The murder was all over the media the next morning, but Axel’s name didn’t get much attention. I slept late, read the coverage with my cereal and coffee, and went to the office to start again looking for any trace of Axel on the internet.

            Rachel came in at 9:45, in shorts and a long T-shirt. “I’ll have to call that detective and confirm my statement now.” She kissed the top of my head.

            “Can’t you just post a tweet like everyone else?” I enjoyed watching her walk over to her desk and stretch her legs as she sat down, then forced my eyes back to my screen. 

            “Anything new on the case?”

            “I found a birth notice for him. Ann Arbor, Michigan, 1992. He was kicked out of high school at 17, then reinstated after a year. No police records that I can find. A few minor awards at local art shows. Both parents dead. Cancer, first dad, then mom.”

“That’s sad.”

“Yeah.” I turned away from my desk. “I think I’m going to have to go out into the real world.”

“Scary. Don’t get too close to any paintings.”

“Yeah.” I finished off my coffee and headed out.

My first stop was the studio Axel had rented until recently. It was near Printers Row, just south of downtown. The building manager was a middle-aged woman in overalls. She took me up to the third floor and unlocked the door.

The one-room studio apartment was bare. A parquet floor, brick walls, a microwave, stove, and refrigerator, and tall windows at one end letting in a flood of morning sunlight. Scraps of paper drifted across the floor. None of them looked like they held any clues.

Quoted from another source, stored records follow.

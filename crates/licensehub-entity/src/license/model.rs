//! License entity model.

use chrono::{DateTime, Utc};
use serde::{Deserialize, Serialize};
use sqlx::FromRow;
use validator::Validate;

use licensehub_core::types::LicenseId;

use super::capacity::{SeatState, SeatUsage};

/// A purchased software entitlement with a finite number of seats.
///
/// `used_seats` is an accounting field: it is only ever changed by the seat
/// accountant and always equals the seats held by the license's active
/// allocations.
#[derive(Debug, Clone, PartialEq, Serialize, Deserialize, FromRow)]
pub struct License {
    /// Unique license identifier.
    pub id: LicenseId,
    /// Name of the licensed software.
    pub software_name: String,
    /// Vendor license key. Globally unique and immutable.
    pub license_key: String,
    /// Seats purchased.
    pub total_seats: i32,
    /// Seats currently consumed by active allocations.
    pub used_seats: i32,
    /// When the entitlement expires, if ever.
    pub expiration_date: Option<DateTime<Utc>>,
    /// Informational flag; does not block allocation.
    pub active: bool,
    /// Free-form description.
    pub description: Option<String>,
    /// Optimistic concurrency version, bumped on every write.
    pub version: i64,
    /// When the license was created.
    pub created_at: DateTime<Utc>,
    /// When the license was last updated.
    pub updated_at: DateTime<Utc>,
}

impl License {
    /// Build a new license with no seats in use.
    pub fn new(data: CreateLicense, now: DateTime<Utc>) -> Self {
        Self {
            id: LicenseId::new(),
            software_name: data.software_name.trim().to_string(),
            license_key: data.license_key.trim().to_string(),
            total_seats: data.total_seats,
            used_seats: 0,
            expiration_date: data.expiration_date,
            active: data.active,
            description: data.description,
            version: 0,
            created_at: now,
            updated_at: now,
        }
    }

    /// Seats that can still be reserved. Never negative.
    pub fn available_seats(&self) -> i32 {
        (self.total_seats - self.used_seats).max(0)
    }

    /// Whether `seats` more seats fit within the total.
    pub fn can_reserve(&self, seats: i32) -> bool {
        seats > 0
            && self
                .used_seats
                .checked_add(seats)
                .is_some_and(|after| after <= self.total_seats)
    }

    /// Whether usage exceeds capacity (only possible after a permitted
    /// capacity reduction below usage).
    pub fn is_over_committed(&self) -> bool {
        self.used_seats > self.total_seats
    }

    /// Whether the license has passed its expiration date.
    pub fn is_expired(&self, now: DateTime<Utc>) -> bool {
        self.expiration_date.is_some_and(|expires| expires <= now)
    }

    /// Position in the `Available` / `Full` state machine.
    pub fn seat_state(&self) -> SeatState {
        if self.used_seats >= self.total_seats {
            SeatState::Full
        } else {
            SeatState::Available
        }
    }

    /// Snapshot of the seat counters.
    pub fn usage(&self) -> SeatUsage {
        SeatUsage::new(self.total_seats, self.used_seats)
    }
}

/// Data required to create a new license.
#[derive(Debug, Clone, Serialize, Deserialize, Validate)]
pub struct CreateLicense {
    /// Name of the licensed software.
    #[validate(length(min = 1, max = 255, message = "Software name is required"))]
    pub software_name: String,
    /// Vendor license key.
    #[validate(length(min = 1, max = 255, message = "License key is required"))]
    pub license_key: String,
    /// Seats purchased.
    #[validate(range(min = 1, message = "Total seats must be positive"))]
    pub total_seats: i32,
    /// Expiration date.
    pub expiration_date: Option<DateTime<Utc>>,
    /// Informational active flag.
    #[serde(default = "default_active")]
    pub active: bool,
    /// Description.
    #[validate(length(max = 500))]
    pub description: Option<String>,
}

/// Editable business attributes of a license.
///
/// `license_key` and `used_seats` are deliberately absent: they are identity
/// and accounting fields, not editable attributes.
#[derive(Debug, Clone, Serialize, Deserialize, Validate)]
pub struct UpdateLicense {
    /// Name of the licensed software.
    #[validate(length(min = 1, max = 255, message = "Software name is required"))]
    pub software_name: String,
    /// Seats purchased.
    #[validate(range(min = 1, message = "Total seats must be positive"))]
    pub total_seats: i32,
    /// Expiration date.
    pub expiration_date: Option<DateTime<Utc>>,
    /// Informational active flag.
    pub active: bool,
    /// Description.
    #[validate(length(max = 500))]
    pub description: Option<String>,
}

impl UpdateLicense {
    /// Start an update from the license's current attributes.
    pub fn from_license(license: &License) -> Self {
        Self {
            software_name: license.software_name.clone(),
            total_seats: license.total_seats,
            expiration_date: license.expiration_date,
            active: license.active,
            description: license.description.clone(),
        }
    }
}

fn default_active() -> bool {
    true
}

#[cfg(test)]
mod tests {
    use super::*;

    fn license(total: i32, used: i32) -> License {
        let mut license = License::new(
            CreateLicense {
                software_name: "CAD Suite".to_string(),
                license_key: "CAD-001".to_string(),
                total_seats: total,
                expiration_date: None,
                active: true,
                description: None,
            },
            Utc::now(),
        );
        license.used_seats = used;
        license
    }

    #[test]
    fn test_can_reserve_respects_capacity() {
        let lic = license(10, 3);
        assert!(lic.can_reserve(7));
        assert!(!lic.can_reserve(8));
        assert!(!lic.can_reserve(0));
        assert!(!lic.can_reserve(-1));
    }

    #[test]
    fn test_available_seats_never_negative() {
        let lic = license(2, 5);
        assert_eq!(lic.available_seats(), 0);
        assert!(lic.is_over_committed());
        assert_eq!(lic.seat_state(), SeatState::Full);
    }

    #[test]
    fn test_seat_state_transitions() {
        let mut lic = license(1, 0);
        assert_eq!(lic.seat_state(), SeatState::Available);
        lic.used_seats = 1;
        assert_eq!(lic.seat_state(), SeatState::Full);
    }

    #[test]
    fn test_new_trims_identity_fields() {
        let lic = License::new(
            CreateLicense {
                software_name: "  Office ".to_string(),
                license_key: " KEY-1 ".to_string(),
                total_seats: 5,
                expiration_date: None,
                active: true,
                description: None,
            },
            Utc::now(),
        );
        assert_eq!(lic.software_name, "Office");
        assert_eq!(lic.license_key, "KEY-1");
        assert_eq!(lic.used_seats, 0);
        assert_eq!(lic.version, 0);
    }

    #[test]
    fn test_create_validation() {
        let data = CreateLicense {
            software_name: String::new(),
            license_key: "K".to_string(),
            total_seats: 0,
            expiration_date: None,
            active: true,
            description: None,
        };
        let errors = data.validate().expect_err("should be invalid");
        let fields = errors.field_errors();
        assert!(fields.contains_key("software_name"));
        assert!(fields.contains_key("total_seats"));
    }
}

“Did you talk to him much?” I asked the building manager, Berenice.

She picked up a stray Post-It note from the floor. “”Buy paint.’” She crumpled it and tossed it away. “He didn’t talk much. I remember he only looked it over for five minutes before saying he’d take it. He always paid on time—I don’t handle the money, but the company would let me know if someone was late.” 

She looked at the window. “He liked all the natural light. But he said he worked at night a lot. He needed the darkness.”

“Any idea where he moved after this? A forwarding address?”

She shook her head. “I can check with the company. He owe you money?”

I’d been vague about who I was and why I was here. “No. My client just wants to get in touch with him.”

“I’ll send an email.” She pulled her phone out.

I checked the cabinets and the bathroom. A half-empty bottle of antidepressants was in the medicine cabinet. I made a note. 

Inside a closet I found a stack of folders. Kneeling on the dusty floor, I flipped through them. The top folder held sketches in pencil—a nude woman’s frowning face, a tree bent over in the rain, a snarling dog. The second folder had receipts, mostly from art suppliers, hardware stores, and CVS. 

The third folder had more sketches, but these were in ink and looked like practice versions of his pictures at Marian Krantz’s gallery. Murder of Crows had more birds and a smaller sun, lower in the sky; the skull in Half and Half was just an empty, black void; another sketch showed two wolves glaring at each other.

The final one was a sketch of Marian Krantz’s scarab.

I took pictures of everything with my phone and piled the folders back in order. When I emerged from the closet, Berenice had a cigarette in her lips, unlit. A hint that she was ready for me to be done.

“That’s all, thanks.” I handed her my card. “If you hear anything about the forwarding address, would you give me a call?”

“Sure.” She tucked the card away. “Let me know if anybody wants to rent this place.”

I took one last look around. “I will.”